Marcelle Hinand Cady

Marcy Hinand Cady
Program Director, Arts

Irvine Quarterly: What did you do before Irvine? How did you enter the field?

Marcy Hinand Cady: After I earned an M.F.A. in poetry I began looking for other avenues for pursuing my interest in literature and the arts outside of academia, which was not for me. So I applied for and was awarded a fellowship with the National Endowment for the Arts and moved to Washington, D.C.. It was there that I got hooked on the idea of making grants on behalf of the arts. I learned about the country's arts infrastructure, about what state and local arts councils did, and how federal support worked — during an era of very high funding for the arts, at all government levels. Arts leaders often came and spoke with the NEA fellows about their work in the field — people who were very passionate, who'd committed their careers to it. It was inspiring. I was enthused by the idea that if there are very good people in the arts field — running the organizations, facilitating the grants, and attracting people to give money to the arts — that the arts would continue to flourish and be alive in this country. Even back in those days we saw that the funding for the field was in jeopardy. I felt that the arts had been so central to my life that I didn't want them to be threatened in any way.

Since then, I have worked for 15 years in grantmaking and with nonprofit arts organizations.
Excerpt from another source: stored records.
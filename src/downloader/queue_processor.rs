//! Queue processor: admits queued jobs into worker slots and runs them.

use crate::config::{OutputMode, Settings};
use crate::context::RenderingContext;
use crate::error::{Error, Result};
use crate::readiness::{Readiness, ReadinessDetector};
use crate::types::{Asset, Event, Job, JobId, JobOutcome, JobOutput};
use std::sync::Arc;

use super::{ChapterDownloader, ContextSource, QueuedJob};

/// One occupied worker slot
///
/// Dropping the slot releases it and re-runs dispatch, whether the worker
/// finished, failed or panicked.
struct WorkerSlot {
    downloader: ChapterDownloader,
}

impl Drop for WorkerSlot {
    fn drop(&mut self) {
        let drained = {
            let mut state = self.downloader.lock_scheduler();
            state.active_workers = state.active_workers.saturating_sub(1);
            state.active_workers == 0 && state.queue.is_empty()
        };
        if drained {
            tracing::debug!("queue drained");
            self.downloader.emit_event(Event::QueueDrained);
            self.downloader.idle.notify_waiters();
        }
        self.downloader.process_queue();
    }
}

/// Owns a rendering context opened for one job
///
/// [`ContextGuard::close`] closes it in line. If the worker unwinds first,
/// dropping the guard closes it on a spawned task.
struct ContextGuard {
    context: Option<Arc<dyn RenderingContext>>,
    job_id: JobId,
}

impl ContextGuard {
    fn new(context: Arc<dyn RenderingContext>, job_id: JobId) -> Self {
        Self {
            context: Some(context),
            job_id,
        }
    }

    async fn close(mut self) {
        if let Some(context) = self.context.take() {
            close_context(context, self.job_id).await;
        }
    }
}

impl Drop for ContextGuard {
    fn drop(&mut self) {
        let Some(context) = self.context.take() else {
            return;
        };
        let job_id = self.job_id;
        match tokio::runtime::Handle::try_current() {
            Ok(runtime) => {
                tracing::debug!(job_id = job_id.0, "closing context of an interrupted job");
                runtime.spawn(close_context(context, job_id));
            }
            Err(_) => {
                tracing::warn!(job_id = job_id.0, "no async runtime, rendering context left open");
            }
        }
    }
}

async fn close_context(context: Arc<dyn RenderingContext>, job_id: JobId) {
    if let Err(e) = context.close().await {
        tracing::warn!(job_id = job_id.0, error = %e, "failed to close rendering context");
    }
}

impl ChapterDownloader {
    /// Admit queued jobs while worker slots are free
    ///
    /// Check-and-increment happens under the scheduler lock, so concurrent
    /// completions can never admit more than `concurrency_limit` workers.
    pub(crate) fn process_queue(&self) {
        let Ok(runtime) = tokio::runtime::Handle::try_current() else {
            tracing::warn!("no async runtime available, dispatch skipped");
            return;
        };

        loop {
            let limit = self.settings().concurrency_limit;
            let next = {
                let mut state = self.lock_scheduler();
                if state.active_workers >= limit {
                    None
                } else {
                    let next = state.queue.pop_front();
                    if next.is_some() {
                        state.active_workers += 1;
                    }
                    next
                }
            };
            let Some(entry) = next else {
                break;
            };

            let slot = WorkerSlot {
                downloader: self.clone(),
            };
            let downloader = self.clone();
            runtime.spawn(async move {
                let _slot = slot;
                downloader.run_job(entry).await;
            });
        }
    }

    /// Process one job end to end and report its outcome
    async fn run_job(&self, entry: QueuedJob) {
        let QueuedJob {
            id,
            job,
            source,
            result_tx,
        } = entry;
        let settings = self.settings();

        tracing::info!(job_id = id.0, unit = %job.unit_name, source = %job.source_location, "job started");
        self.emit_event(Event::JobStarted { id });

        let outcome = match self.execute(id, &job, source, &settings).await {
            Ok(output) => {
                tracing::info!(
                    job_id = id.0,
                    saved = output.assets_saved,
                    failed = output.assets_failed,
                    "job complete"
                );
                self.emit_event(Event::JobComplete {
                    id,
                    output: output.clone(),
                });
                JobOutcome::Completed(output)
            }
            Err(Error::Abandoned(reason)) => {
                tracing::warn!(job_id = id.0, unit = %job.unit_name, reason = %reason, "job abandoned");
                self.emit_event(Event::JobAbandoned {
                    id,
                    reason: reason.clone(),
                });
                JobOutcome::Abandoned { reason }
            }
            Err(e) => {
                tracing::error!(job_id = id.0, unit = %job.unit_name, error = %e, "job failed");
                self.emit_event(Event::JobFailed {
                    id,
                    error: e.to_string(),
                });
                JobOutcome::Failed {
                    error: e.to_string(),
                    code: e.code().to_string(),
                }
            }
        };

        // The caller may have dropped its handle
        result_tx.send(outcome).ok();
    }

    async fn execute(
        &self,
        id: JobId,
        job: &Job,
        source: ContextSource,
        settings: &Settings,
    ) -> Result<JobOutput> {
        match source {
            ContextSource::Fresh => {
                let context = self.services.contexts.open(job).await?;
                let guard = ContextGuard::new(context.clone(), id);
                let result = match self.harvest(id, context.as_ref(), settings).await {
                    Ok(assets) => self.route(id, job, assets, settings).await,
                    Err(e) => Err(e),
                };
                guard.close().await;
                result
            }
            ContextSource::Active(context) => {
                let assets = self.harvest(id, context.as_ref(), settings).await?;
                self.route(id, job, assets, settings).await
            }
            ContextSource::Reported(report) => {
                let assets = self.await_report(id, report, settings).await?;
                self.route(id, job, assets, settings).await
            }
        }
    }

    /// Wait for readiness, then collect the assets in index order
    async fn harvest(
        &self,
        id: JobId,
        context: &dyn RenderingContext,
        settings: &Settings,
    ) -> Result<Vec<Asset>> {
        match ReadinessDetector::from_settings(settings).wait(context).await {
            Readiness::Abandoned { ticks } => Err(Error::Abandoned(format!(
                "nothing loaded within {}s ({ticks} polls)",
                settings.overall_timeout.as_secs()
            ))),
            Readiness::Ready {
                loaded,
                tick,
                trigger,
            } => {
                tracing::debug!(job_id = id.0, loaded, tick, ?trigger, "rendering context ready");
                self.emit_event(Event::JobReady {
                    id,
                    loaded,
                    trigger,
                });
                let assets = context.loaded_assets().await?;
                sorted_non_empty(assets)
            }
        }
    }

    async fn await_report(
        &self,
        id: JobId,
        report: tokio::sync::oneshot::Receiver<Vec<Asset>>,
        settings: &Settings,
    ) -> Result<Vec<Asset>> {
        match tokio::time::timeout(settings.overall_timeout, report).await {
            Ok(Ok(assets)) => sorted_non_empty(assets),
            Ok(Err(_)) => Err(Error::Abandoned("harvest reporter went away".to_string())),
            Err(_) => {
                self.lock_scheduler().pending_reports.remove(&id);
                Err(Error::Abandoned(format!(
                    "no harvest reported within {}s",
                    settings.overall_timeout.as_secs()
                )))
            }
        }
    }

    /// Hand harvested assets to the pipeline or the assembler
    async fn route(
        &self,
        id: JobId,
        job: &Job,
        assets: Vec<Asset>,
        settings: &Settings,
    ) -> Result<JobOutput> {
        let total = assets.len();
        let policy = settings.retry_policy();
        let concurrency = settings.per_asset_concurrency_limit;

        match settings.output_mode {
            OutputMode::IndividualFiles => {
                let report = self
                    .services
                    .pipeline
                    .download_unit(Some(id), &job.output_names(), assets, concurrency, policy)
                    .await;
                Ok(JobOutput {
                    assets_saved: report.saved,
                    assets_failed: report.failed,
                    artifact: None,
                })
            }
            mode => {
                let artifact = self
                    .services
                    .assembler
                    .assemble(
                        Some(id),
                        mode,
                        &job.parent_collection_name,
                        &job.unit_name,
                        assets,
                        concurrency,
                        policy,
                    )
                    .await?;
                Ok(JobOutput {
                    assets_saved: artifact.pages,
                    assets_failed: total.saturating_sub(artifact.pages),
                    artifact: Some(artifact.path),
                })
            }
        }
    }
}

fn sorted_non_empty(mut assets: Vec<Asset>) -> Result<Vec<Asset>> {
    if assets.is_empty() {
        return Err(Error::Abandoned("harvest produced no assets".to_string()));
    }
    assets.sort_by_key(|a| a.index);
    Ok(assets)
}
//! Download-with-retry pipeline for individual asset files
//!
//! Each asset becomes a [`DownloadTask`]: fetch, persist, and retry failed
//! attempts with a fixed delay until the task's attempts run out. A failed
//! asset is logged and counted; it never fails the job it belongs to.

use crate::config::RetryPolicy;
use crate::error::Result;
use crate::retry::download_with_retry;
use crate::transfer::{AssetFetcher, BlobSink, resolve_asset_data};
use crate::types::{Asset, AssetData, Event, JobId, OutputNames};
use crate::utils::{page_file_name, resolve_extension};
use futures::StreamExt;
use std::path::PathBuf;
use std::sync::Arc;
use std::time::Duration;
use tokio::sync::broadcast;

/// One asset transfer
#[derive(Clone, Debug, PartialEq, Eq)]
pub struct DownloadTask {
    /// Where the bytes come from
    pub source: AssetData,
    /// MIME type reported for inline bytes
    pub mime_hint: Option<String>,
    /// Sink-relative destination name
    pub destination: PathBuf,
    /// Retries left after the first attempt
    pub remaining_attempts: u32,
}

impl DownloadTask {
    /// Task writing `asset` to `<collection>/<unit>/NNN.<ext>`
    ///
    /// The extension comes from the asset's MIME hint, `png` when absent.
    pub fn for_asset(asset: Asset, names: &OutputNames, attempts: u32) -> Self {
        let extension = resolve_extension([asset.mime_hint.as_deref()]);
        let destination = names
            .unit_dir()
            .join(page_file_name(asset.index, &extension));
        Self {
            source: asset.data,
            mime_hint: asset.mime_hint,
            destination,
            remaining_attempts: attempts,
        }
    }
}

/// Per-job totals of the individual-file route
#[derive(Clone, Copy, Debug, Default, PartialEq, Eq)]
pub struct PipelineReport {
    /// Assets persisted
    pub saved: usize,
    /// Assets dropped after their attempts ran out
    pub failed: usize,
}

/// Runs [`DownloadTask`]s against a fetcher and a sink
#[derive(Clone)]
pub struct DownloadPipeline {
    fetcher: Arc<dyn AssetFetcher>,
    sink: Arc<dyn BlobSink>,
    event_tx: broadcast::Sender<Event>,
}

impl DownloadPipeline {
    /// Create a pipeline that reports progress on `event_tx`
    pub fn new(
        fetcher: Arc<dyn AssetFetcher>,
        sink: Arc<dyn BlobSink>,
        event_tx: broadcast::Sender<Event>,
    ) -> Self {
        Self {
            fetcher,
            sink,
            event_tx,
        }
    }

    /// Fetch and persist one task, retrying failed attempts
    ///
    /// Returns the location reported by the sink.
    pub async fn run(&self, task: &DownloadTask, retry_delay: Duration) -> Result<PathBuf> {
        let policy = RetryPolicy {
            attempts: task.remaining_attempts,
            delay: retry_delay,
        };
        let fetcher = &*self.fetcher;
        let sink = &*self.sink;

        download_with_retry(&policy, || async move {
            let fetched =
                resolve_asset_data(fetcher, &task.source, task.mime_hint.as_deref()).await?;
            sink.persist(&task.destination, &fetched.bytes).await
        })
        .await
    }

    /// Run `task` and report the outcome as an event
    pub async fn run_reported(
        &self,
        job: Option<JobId>,
        task: &DownloadTask,
        retry_delay: Duration,
    ) -> Result<PathBuf> {
        let result = self.run(task, retry_delay).await;
        match &result {
            Ok(path) => {
                tracing::debug!(job_id = job.map(|j| j.0), path = %path.display(), "asset saved");
                self.emit(Event::AssetSaved {
                    job,
                    path: path.clone(),
                });
            }
            Err(e) => {
                tracing::warn!(
                    job_id = job.map(|j| j.0),
                    destination = %task.destination.display(),
                    source = %task.source.describe(),
                    error = %e,
                    "asset dropped after retries"
                );
                self.emit(Event::AssetFailed {
                    job,
                    path: task.destination.clone(),
                    error: e.to_string(),
                });
            }
        }
        result
    }

    /// Download every asset of a unit as individual files
    ///
    /// At most `concurrency` transfers run at once. Failed assets are counted
    /// in the report and do not stop the others.
    pub async fn download_unit(
        &self,
        job: Option<JobId>,
        names: &OutputNames,
        assets: Vec<Asset>,
        concurrency: usize,
        policy: RetryPolicy,
    ) -> PipelineReport {
        let tasks: Vec<DownloadTask> = assets
            .into_iter()
            .map(|asset| DownloadTask::for_asset(asset, names, policy.attempts))
            .collect();

        let mut results = futures::stream::iter(tasks)
            .map(|task| async move { self.run_reported(job, &task, policy.delay).await })
            .buffer_unordered(concurrency.max(1));

        let mut report = PipelineReport::default();
        while let Some(result) = results.next().await {
            match result {
                Ok(_) => report.saved += 1,
                Err(_) => report.failed += 1,
            }
        }

        tracing::info!(
            job_id = job.map(|j| j.0),
            unit = %names.unit,
            saved = report.saved,
            failed = report.failed,
            "unit download finished"
        );
        report
    }

    fn emit(&self, event: Event) {
        // No subscribers is fine
        self.event_tx.send(event).ok();
    }
}
//! Settings file watching
//!
//! Reloads [`Settings`] whenever the backing JSON file is created or modified
//! and applies them with [`ChapterDownloader::update_settings`]. The parent
//! directory is watched rather than the file itself, so editors that save by
//! replacing the file are picked up too.
//!
//! # Example
//!
//! ```no_run
//! use chapter_dl::ChapterDownloader;
//! use chapter_dl::settings_watcher::SettingsWatcher;
//!
//! # fn example(downloader: ChapterDownloader) -> chapter_dl::Result<()> {
//! let mut watcher = SettingsWatcher::new(downloader, "settings.json")?;
//! watcher.start()?;
//! tokio::spawn(watcher.run());
//! # Ok(())
//! # }
//! ```

use crate::config::Settings;
use crate::downloader::ChapterDownloader;
use crate::error::{Error, Result};
use notify::{
    Config as NotifyConfig, Event, EventKind, RecommendedWatcher, RecursiveMode, Watcher,
};
use std::path::{Path, PathBuf};
use tokio::sync::mpsc;
use tracing::{debug, error, info, warn};

/// Watches one settings file and applies every valid change
pub struct SettingsWatcher {
    watcher: RecommendedWatcher,
    rx: mpsc::UnboundedReceiver<notify::Result<Event>>,
    downloader: ChapterDownloader,
    path: PathBuf,
}

impl SettingsWatcher {
    /// Create a watcher for the settings file at `path`
    ///
    /// # Errors
    ///
    /// Returns [`Error::Watch`] if the filesystem watcher cannot be initialized.
    pub fn new(downloader: ChapterDownloader, path: impl Into<PathBuf>) -> Result<Self> {
        let (tx, rx) = mpsc::unbounded_channel();

        let watcher = RecommendedWatcher::new(
            move |res| {
                if let Err(e) = tx.send(res) {
                    error!("Failed to send filesystem event: {}", e);
                }
            },
            NotifyConfig::default(),
        )
        .map_err(|e| Error::Watch(e.to_string()))?;

        Ok(Self {
            watcher,
            rx,
            downloader,
            path: path.into(),
        })
    }

    /// Register the settings file's directory with the filesystem watcher
    ///
    /// # Errors
    ///
    /// Returns [`Error::Watch`] if the directory cannot be created or watched.
    pub fn start(&mut self) -> Result<()> {
        let dir = self.watch_dir();
        if !dir.exists() {
            std::fs::create_dir_all(&dir)
                .map_err(|e| Error::Watch(format!("Failed to create settings directory: {}", e)))?;
        }

        self.watcher
            .watch(&dir, RecursiveMode::NonRecursive)
            .map_err(|e| Error::Watch(format!("Failed to watch settings directory: {}", e)))?;

        info!(path = %self.path.display(), "Watching settings file");
        Ok(())
    }

    /// Run the event loop until the watcher is dropped
    pub async fn run(mut self) {
        info!("Settings watcher started");

        while let Some(result) = self.rx.recv().await {
            match result {
                Ok(event) => {
                    if let Err(e) = self.handle_event(event).await {
                        error!(error = %e, "Failed to apply settings change");
                    }
                }
                Err(e) => {
                    error!("Filesystem watcher error: {}", e);
                }
            }
        }

        info!("Settings watcher stopped");
    }

    fn watch_dir(&self) -> PathBuf {
        match self.path.parent() {
            Some(parent) if !parent.as_os_str().is_empty() => parent.to_path_buf(),
            _ => PathBuf::from("."),
        }
    }

    fn is_settings_file(&self, path: &Path) -> bool {
        path.file_name().is_some() && path.file_name() == self.path.file_name()
    }

    /// Reload and apply settings if `event` touched the settings file
    async fn handle_event(&self, event: Event) -> Result<()> {
        match event.kind {
            EventKind::Create(_) | EventKind::Modify(_) => {
                if event.paths.iter().any(|p| self.is_settings_file(p)) {
                    self.reload().await?;
                }
            }
            _ => {}
        }
        Ok(())
    }

    async fn reload(&self) -> Result<()> {
        // Writers often truncate then write; give them a moment to finish
        tokio::time::sleep(tokio::time::Duration::from_millis(100)).await;

        let settings = match Settings::load_async(&self.path).await {
            Ok(settings) => settings,
            Err(e) => {
                warn!(path = %self.path.display(), error = %e, "Ignoring invalid settings file");
                return Err(e);
            }
        };

        if *self.downloader.settings() == settings {
            debug!("Settings file changed without new values");
            return Ok(());
        }
        self.downloader.update_settings(settings)
    }
}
For the past seven years, I've been affiliated with a private consulting firm, TCC Group, that does consulting across several sectors — social service, education, arts, etc. I worked exclusively on contracts with private foundations and arts organizations, doing strategic planning with such small arts organizations as Poets House in New York or the Guadalupe Cultural Arts Center in San Antonio, Texas, and managing much larger projects, such as a Knight Foundation cultural participation program for community-based arts organizations in North Philadelphia, or managing a $42 million initiative for the Ford Foundation on capitalization of major arts organizations nationwide.

Irvine Quarterly: As a consultant for arts organizations of all sizes, what are some of the reoccurring issues arts organizations confront?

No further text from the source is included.